#### Work to be completed:
Check the entries below for lines with "clone"; report only how many there are.

Stored entries
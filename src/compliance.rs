//! Compliance Gate: per-domain robots.txt + terms analysis with a 24h verdict cache.
//!
//! The cache shape (a `DashMap` keyed by domain, entries carrying their own
//! expiry) mirrors a domain-health map; the prohibition-phrase list and
//! terms-probe paths follow a conservative, source-agnostic allowlist.

use std::sync::Arc;
use std::time::Duration;

use dashmap::DashMap;
use reqwest::Client;
use thiserror::Error;
use tracing::{debug, info, warn};

use crate::models::{ComplianceVerdict, RiskLevel};
use crate::utils::constants::COMPLIANCE_CACHE_TTL_SECS;

#[derive(Debug, Error)]
pub enum ComplianceError {
    #[error("fetching robots.txt for {domain} failed: {source}")]
    RobotsFetch {
        domain: String,
        #[source]
        source: reqwest::Error,
    },
    #[error("scraping {domain} is not permitted: {reason}")]
    Violation { domain: String, reason: String },
    #[error("verdict inverted mid-run for {domain}: previously allowed, now disallowed")]
    Inversion { domain: String },
}

/// Paths probed, in order, for a Terms & Conditions page, once homepage-link
/// scanning has also failed. Mirrors `find_terms_page`'s `terms_patterns`.
pub const TERMS_PROBE_PATHS: &[&str] = &[
    "/terms",
    "/terms-and-conditions",
    "/terms-of-use",
    "/terms-of-service",
    "/legal",
    "/legal-notices",
    "/conditions-of-use",
    "/website-terms",
    "/site-terms",
    "/policies",
];

/// Paths probed for an official API, so the verdict can recommend it instead
/// of scraping without blocking the scrape itself.
pub const API_PROBE_PATHS: &[&str] = &[
    "/api",
    "/api/v1",
    "/api/v2",
    "/api/docs",
    "/swagger",
    "/openapi",
    "/graphql",
    "/developers",
];

/// Phrases whose presence in a terms page unambiguously prohibits automated access.
pub const PROHIBITION_PHRASES: &[&str] = &[
    "no automated access",
    "no scraping",
    "no data mining",
    "no robots",
    "no crawling",
    "no harvesting",
    "automated access is prohibited",
    "do not use automated",
];

/// Government-domain fragments that relax the default risk posture.
const GOVERNMENT_TLD_FRAGMENTS: &[&str] = &[".gov", ".mil", ".gov.au", ".gov.uk", ".edu"];

fn is_government_domain(domain: &str) -> bool {
    GOVERNMENT_TLD_FRAGMENTS.iter().any(|frag| domain.contains(frag))
}

struct CachedVerdict {
    verdict: ComplianceVerdict,
}

/// Per-domain compliance cache and robots.txt / terms checker.
pub struct ComplianceGate {
    http: Client,
    cache: Arc<DashMap<String, CachedVerdict>>,
    user_agent: String,
}

impl ComplianceGate {
    #[must_use]
    pub fn new(http: Client, user_agent: impl Into<String>) -> Self {
        Self {
            http,
            cache: Arc::new(DashMap::new()),
            user_agent: user_agent.into(),
        }
    }

    /// Produce a `ComplianceVerdict` for `site_url`, using the 24h cache when fresh.
    pub async fn check(&self, site_url: &str) -> Result<ComplianceVerdict, ComplianceError> {
        let domain = extract_domain(site_url);
        let now = chrono::Utc::now();

        if let Some(entry) = self.cache.get(&domain)
            && !entry.verdict.is_expired(now)
        {
            debug!(%domain, "compliance verdict served from cache");
            return Ok(entry.verdict.clone());
        }

        let verdict = self.compute_verdict(site_url, &domain).await?;
        self.cache.insert(
            domain.clone(),
            CachedVerdict {
                verdict: verdict.clone(),
            },
        );
        info!(%domain, allowed = verdict.allowed, risk = ?verdict.risk, "compliance verdict computed");
        Ok(verdict)
    }

    /// Detect a mid-run inversion: a previously-`allowed` verdict turning
    /// `disallowed` within the same job.
    pub fn assert_not_inverted(&self, domain: &str, previously_allowed: bool) -> Result<(), ComplianceError> {
        if let Some(entry) = self.cache.get(domain)
            && previously_allowed
            && !entry.verdict.allowed
        {
            return Err(ComplianceError::Inversion {
                domain: domain.to_string(),
            });
        }
        Ok(())
    }

    async fn compute_verdict(
        &self,
        site_url: &str,
        domain: &str,
    ) -> Result<ComplianceVerdict, ComplianceError> {
        let now = chrono::Utc::now();
        let robots = self.fetch_robots(site_url, domain).await;
        let terms_prohibited = self.terms_prohibit_scraping(site_url).await;
        let recommend_api_instead = self.probe_api(site_url).await;

        let government = is_government_domain(domain);

        let (allowed, risk, mut precautions) = if terms_prohibited {
            (false, RiskLevel::High, vec!["scraping explicitly prohibited in terms".to_string()])
        } else if !robots.allowed {
            (false, RiskLevel::Medium, vec!["restricted by robots.txt".to_string()])
        } else if government {
            (
                true,
                RiskLevel::Low,
                vec![
                    "respect rate limits".to_string(),
                    "access only public tender information".to_string(),
                    "include a proper user-agent".to_string(),
                ],
            )
        } else {
            (false, RiskLevel::Medium, vec!["terms unclear: seek explicit permission".to_string()])
        };

        if recommend_api_instead {
            precautions.push("an official API is available; prefer it over scraping".to_string());
        }

        let robots_crawl_delay_ms = robots.crawl_delay_secs.map(|s| s * 1000);

        Ok(ComplianceVerdict {
            domain: domain.to_string(),
            allowed,
            risk,
            robots_crawl_delay_ms,
            required_precautions: precautions,
            checked_at: now,
            expires_at: now + chrono::Duration::seconds(COMPLIANCE_CACHE_TTL_SECS as i64),
            recommend_api_instead,
        })
    }

    async fn fetch_robots(&self, site_url: &str, domain: &str) -> RobotsAnalysis {
        let robots_url = match reqwest::Url::parse(site_url).and_then(|u| u.join("/robots.txt")) {
            Ok(u) => u,
            Err(_) => return RobotsAnalysis::default(),
        };

        let body = match self
            .http
            .get(robots_url)
            .timeout(Duration::from_secs(10))
            .send()
            .await
        {
            Ok(resp) if resp.status().is_success() => match resp.text().await {
                Ok(text) => text,
                Err(_) => return RobotsAnalysis::default(),
            },
            Ok(_) => return RobotsAnalysis::default(),
            Err(e) => {
                warn!(%domain, error = %e, "robots.txt fetch failed, assuming allowed");
                return RobotsAnalysis::default();
            }
        };

        parse_robots(&body, &self.user_agent, site_url)
    }

    async fn terms_prohibit_scraping(&self, site_url: &str) -> bool {
        let Some(terms_url) = self.find_terms_page(site_url).await else {
            return false;
        };
        let Ok(text) = self.fetch_text(&terms_url, 10).await else {
            return false;
        };
        let lower = text.to_lowercase();
        PROHIBITION_PHRASES.iter().any(|p| lower.contains(p))
    }

    async fn find_terms_page(&self, site_url: &str) -> Option<String> {
        let base = reqwest::Url::parse(site_url).ok()?;
        for path in TERMS_PROBE_PATHS {
            if let Ok(candidate) = base.join(path) {
                if let Ok(text) = self.fetch_text(candidate.as_str(), 5).await {
                    if text.to_lowercase().contains("terms") {
                        return Some(candidate.to_string());
                    }
                }
            }
        }
        None
    }

    async fn probe_api(&self, site_url: &str) -> bool {
        let Ok(base) = reqwest::Url::parse(site_url) else {
            return false;
        };
        for path in API_PROBE_PATHS {
            if let Ok(candidate) = base.join(path) {
                if let Ok(text) = self.fetch_text(candidate.as_str(), 5).await {
                    let lower = text.to_lowercase();
                    if ["api", "endpoint", "swagger", "openapi", "graphql"]
                        .iter()
                        .any(|t| lower.contains(t))
                    {
                        return true;
                    }
                }
            }
        }
        false
    }

    async fn fetch_text(&self, url: &str, timeout_secs: u64) -> Result<String, reqwest::Error> {
        self.http
            .get(url)
            .timeout(Duration::from_secs(timeout_secs))
            .send()
            .await?
            .error_for_status()?
            .text()
            .await
    }
}

#[derive(Default)]
struct RobotsAnalysis {
    allowed: bool,
    crawl_delay_secs: Option<u64>,
}

fn parse_robots(body: &str, user_agent: &str, site_url: &str) -> RobotsAnalysis {
    let mut matcher = robotstxt::DefaultMatcher::default();
    let probe_paths = ["/tender/", "/search/", "/api/", "/documents/", "/opportunities/"];
    let base = reqwest::Url::parse(site_url).ok();
    let allowed = probe_paths.iter().all(|p| {
        let test_url = base
            .as_ref()
            .and_then(|b| b.join(p).ok())
            .map(|u| u.to_string())
            .unwrap_or_else(|| (*p).to_string());
        matcher.one_agent_allowed_by_robots(body, user_agent, &test_url)
    });

    let mut crawl_delay_secs = None;
    let mut current_agent: Option<String> = None;
    for line in body.lines() {
        let line = line.trim();
        if let Some(rest) = line.to_lowercase().strip_prefix("user-agent:") {
            current_agent = Some(rest.trim().to_string());
        } else if line.to_lowercase().starts_with("crawl-delay:")
            && match current_agent.as_deref() {
                Some("*") => true,
                Some(a) => a.eq_ignore_ascii_case(user_agent),
                None => false,
            }
        {
            if let Some((_, value)) = line.split_once(':') {
                crawl_delay_secs = value.trim().parse::<u64>().ok();
            }
        }
    }

    RobotsAnalysis {
        allowed,
        crawl_delay_secs,
    }
}

fn extract_domain(url: &str) -> String {
    reqwest::Url::parse(url)
        .ok()
        .and_then(|u| u.host_str().map(str::to_lowercase))
        .unwrap_or_else(|| url.to_lowercase())
}

#[cfg(test)]
mod tests {
    use super::*;

    #[test]
    fn government_domains_detected() {
        assert!(is_government_domain("tenders.example.gov.au"));
        assert!(is_government_domain("procurement.agency.gov"));
        assert!(!is_government_domain("example.com"));
    }

    #[test]
    fn prohibition_phrases_are_case_insensitive_match() {
        let text = "Automated Access Is Prohibited on this site.".to_lowercase();
        assert!(PROHIBITION_PHRASES.iter().any(|p| text.contains(p)));
    }

    #[test]
    fn extract_domain_lowercases_host() {
        assert_eq!(extract_domain("https://Example.GOV/x"), "example.gov");
    }
}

#### Answer box:
3